The St. Paul Pioneer Press will eliminate the equivalent of 40 full-time jobs after seeing ad revenue drop in key categories, a trend that accelerated in recent months. The jobs will be cut through a combination of attrition, buyouts and layoffs. The newsroom, the paper's single largest department, will cut the equivalent of 20 full-time positions. The other cuts will be spread across the newspaper.
The changes will come quickly, as buyout applications will be due on Nov. 27 and people who get them could be out the door by Dec. 1.
The paper currently employs 745 people and the reductions represent about 5 percent of that work force.

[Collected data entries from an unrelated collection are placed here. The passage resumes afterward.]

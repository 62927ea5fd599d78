//! scroll-mirror
//!
//! Keeps a set of scrollable regions in sync: when one region is scrolled,
//! every other region moves to the proportionally equivalent position. Built
//! for side-by-side diff viewers and linked panels.
//!
//! The mirror is host-agnostic. A [`Host`] supplies the page environment and
//! [`ScrollRegion`] handles supply offsets and extents; [`memory`] provides an
//! in-memory host, and on `wasm32` the `web` module adapts browser elements.

pub mod config;
pub mod error;
pub mod memory;
pub mod mirror;
#[cfg(target_arch = "wasm32")]
pub mod web;

pub use config::MirrorOptions;
pub use error::{Error, Result};
pub use mirror::{
    Axis, Host, Overflow, Progress, ProgressUpdate, RegionWarning, ScrollMirror, ScrollRegion,
    ScrollTarget,
};

/// Tag prefixed to every diagnostic this crate logs.
pub const LOG_TAG: &str = "[scroll-mirror]";
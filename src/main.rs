//! scroll-mirror - Demo Entry Point
//!
//! Builds a side-by-side diff layout on an in-memory page, mirrors its two
//! panes and drives a few scroll gestures so the mirrored offsets show up in
//! the log. An optional first argument sets the vertical progress to jump to.

use log::{info, warn};
use scroll_mirror::config::load_options;
use scroll_mirror::memory::{MemoryPage, MemoryRegion};
use scroll_mirror::{Axis, ProgressUpdate, ScrollMirror, ScrollRegion};

/// Application name constant.
const APP_NAME: &str = "scroll-mirror";

fn main() {
    // Initialize logging
    env_logger::Builder::from_env(env_logger::Env::default().default_filter_or("info")).init();

    info!("Starting {} demo", APP_NAME);

    let options = load_options();
    info!(
        "Options: vertical: {}, horizontal: {}",
        options.vertical, options.horizontal
    );

    let page = MemoryPage::new();
    let original = page.region("original", (1200.0, 6000.0), (600.0, 900.0));
    let modified = page.region("modified", (900.0, 4200.0), (600.0, 900.0));
    let panes = [original.clone(), modified.clone()];

    let mirror = ScrollMirror::new(page.clone(), panes.clone(), options);
    if !mirror.is_active() {
        return;
    }

    info!("User scrolls the original pane");
    original.set_scroll_offset(Axis::Vertical, 2550.0);
    original.set_scroll_offset(Axis::Horizontal, 300.0);
    page.settle();
    report(&panes);

    let target = std::env::args()
        .nth(1)
        .and_then(|arg| arg.parse::<f64>().ok())
        .unwrap_or(1.0);
    info!("Jumping to vertical progress {}", target);
    if let Err(err) = mirror.set_progress(ProgressUpdate::y(target)) {
        warn!("{}", err);
    }
    page.settle();
    report(&panes);

    info!("Paused: scrolling the modified pane alone");
    mirror.pause();
    modified.set_scroll_offset(Axis::Vertical, 0.0);
    page.settle();
    report(&panes);
    mirror.resume();

    mirror.destroy();
    info!("Rendered {} frames", page.frames_rendered());
}

fn report(panes: &[MemoryRegion]) {
    for pane in panes {
        info!(
            "  {:<10} left {:>8.1}  top {:>8.1}",
            pane.name(),
            pane.scroll_offset(Axis::Horizontal),
            pane.scroll_offset(Axis::Vertical)
        );
    }
}
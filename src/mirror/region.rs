//! Scrollable region capability
//!
//! A region is anything with scroll offsets and scroll extents. The mirror
//! only ever reads and writes these numbers; it never creates, styles or
//! destroys the element behind a region.

// ─────────────────────────────────────────────────────────────────────────────
// Axis
// ─────────────────────────────────────────────────────────────────────────────

/// One of the two scroll axes.
#[derive(Debug, Clone, Copy, PartialEq, Eq, Hash)]
pub enum Axis {
    /// Left/right scrolling (`scrollLeft`, `scrollWidth`, `clientWidth`)
    Horizontal,
    /// Up/down scrolling (`scrollTop`, `scrollHeight`, `clientHeight`)
    Vertical,
}

impl Axis {
    /// Both axes, horizontal first.
    pub const ALL: [Axis; 2] = [Axis::Horizontal, Axis::Vertical];

    /// Short label used in diagnostics (`x` or `y`).
    pub fn label(&self) -> &'static str {
        match self {
            Axis::Horizontal => "x",
            Axis::Vertical => "y",
        }
    }
}

// ─────────────────────────────────────────────────────────────────────────────
// Overflow Styling
// ─────────────────────────────────────────────────────────────────────────────

/// The CSS-style overflow behaviour declared for a region on one axis.
#[derive(Debug, Clone, Copy, PartialEq, Eq, Default)]
pub enum Overflow {
    #[default]
    Visible,
    Hidden,
    Clip,
    Auto,
    Scroll,
}

impl Overflow {
    /// Parse a computed-style keyword. Unknown keywords map to `Visible`.
    pub fn from_keyword(keyword: &str) -> Self {
        match keyword.trim() {
            "hidden" => Overflow::Hidden,
            "clip" => Overflow::Clip,
            "auto" | "overlay" => Overflow::Auto,
            "scroll" => Overflow::Scroll,
            _ => Overflow::Visible,
        }
    }

    /// Whether this value lets the user scroll the region.
    pub fn is_scrollable(&self) -> bool {
        matches!(self, Overflow::Auto | Overflow::Scroll)
    }
}

// ─────────────────────────────────────────────────────────────────────────────
// Region Trait
// ─────────────────────────────────────────────────────────────────────────────

/// Read/write access to a scrollable element.
///
/// Implementations are expected to be cheap handles onto an element owned
/// elsewhere (a DOM node, a widget in a retained tree). Identity between two
/// handles is expressed through `PartialEq` on the handle type, see
/// [`Host::Region`](crate::mirror::Host::Region).
pub trait ScrollRegion {
    /// Current scroll offset on `axis`, in pixels.
    fn scroll_offset(&self, axis: Axis) -> f64;

    /// Move the scroll offset on `axis` immediately, without animation.
    fn set_scroll_offset(&self, axis: Axis, offset: f64);

    /// Total content size on `axis` (`scrollWidth` / `scrollHeight`).
    fn scroll_extent(&self, axis: Axis) -> f64;

    /// Visible viewport size on `axis` (`clientWidth` / `clientHeight`).
    fn client_extent(&self, axis: Axis) -> f64;

    /// Declared overflow styling on `axis`.
    fn overflow(&self, _axis: Axis) -> Overflow {
        Overflow::Visible
    }

    /// Maximum scroll offset reachable on `axis`.
    fn available_scroll(&self, axis: Axis) -> f64 {
        (self.scroll_extent(axis) - self.client_extent(axis)).max(0.0)
    }

    /// Whether the content overflows the viewport on either axis.
    fn has_overflow(&self) -> bool {
        Axis::ALL
            .iter()
            .any(|&axis| self.scroll_extent(axis) > self.client_extent(axis))
    }

    /// Whether either axis declares `auto` or `scroll` overflow.
    fn has_scroll_styling(&self) -> bool {
        Axis::ALL
            .iter()
            .any(|&axis| self.overflow(axis).is_scrollable())
    }
}

// ─────────────────────────────────────────────────────────────────────────────
// Tests
// ─────────────────────────────────────────────────────────────────────────────

#[cfg(test)]
mod tests {
    use super::*;
    use std::cell::Cell;

    struct Fixed {
        offset: Cell<f64>,
        extent: f64,
        client: f64,
        overflow: Overflow,
    }

    impl ScrollRegion for Fixed {
        fn scroll_offset(&self, _axis: Axis) -> f64 {
            self.offset.get()
        }

        fn set_scroll_offset(&self, _axis: Axis, offset: f64) {
            self.offset.set(offset);
        }

        fn scroll_extent(&self, _axis: Axis) -> f64 {
            self.extent
        }

        fn client_extent(&self, _axis: Axis) -> f64 {
            self.client
        }

        fn overflow(&self, _axis: Axis) -> Overflow {
            self.overflow
        }
    }

    fn fixed(extent: f64, client: f64, overflow: Overflow) -> Fixed {
        Fixed {
            offset: Cell::new(0.0),
            extent,
            client,
            overflow,
        }
    }

    #[test]
    fn test_axis_labels() {
        assert_eq!(Axis::Horizontal.label(), "x");
        assert_eq!(Axis::Vertical.label(), "y");
    }

    #[test]
    fn test_overflow_from_keyword() {
        assert_eq!(Overflow::from_keyword("auto"), Overflow::Auto);
        assert_eq!(Overflow::from_keyword(" scroll "), Overflow::Scroll);
        assert_eq!(Overflow::from_keyword("hidden"), Overflow::Hidden);
        assert_eq!(Overflow::from_keyword("clip"), Overflow::Clip);
        assert_eq!(Overflow::from_keyword("visible"), Overflow::Visible);
        assert_eq!(Overflow::from_keyword("nonsense"), Overflow::Visible);
    }

    #[test]
    fn test_available_scroll_never_negative() {
        let region = fixed(100.0, 300.0, Overflow::Auto);
        assert_eq!(region.available_scroll(Axis::Vertical), 0.0);

        let region = fixed(2000.0, 500.0, Overflow::Auto);
        assert_eq!(region.available_scroll(Axis::Vertical), 1500.0);
    }

    #[test]
    fn test_has_overflow() {
        assert!(!fixed(500.0, 500.0, Overflow::Auto).has_overflow());
        assert!(fixed(501.0, 500.0, Overflow::Auto).has_overflow());
    }

    #[test]
    fn test_has_scroll_styling() {
        assert!(fixed(1.0, 1.0, Overflow::Scroll).has_scroll_styling());
        assert!(!fixed(1.0, 1.0, Overflow::Hidden).has_scroll_styling());
    }
}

At meetings with employees, publisher Par Ridder [Tony's son] was asked if this set of cuts would be the only reductions at the Pioneer Press, and what the prospects are for ad revenue rebounding. He said he couldn't predict where the business would go.
The buyout package includes two weeks of pay for each year of employment at the paper and health care coverage for up to six months. Health coverage would be available for another year after that, though at a higher cost to the employee.
The Pioneer Press' former owner, Knight Ridder, sold the paper earlier this year. The paper is currently owned by the Hearst Corp. but is managed by MediaNews Group Inc., which eventually plans to own it outright after its financing deal with Hearst is complete.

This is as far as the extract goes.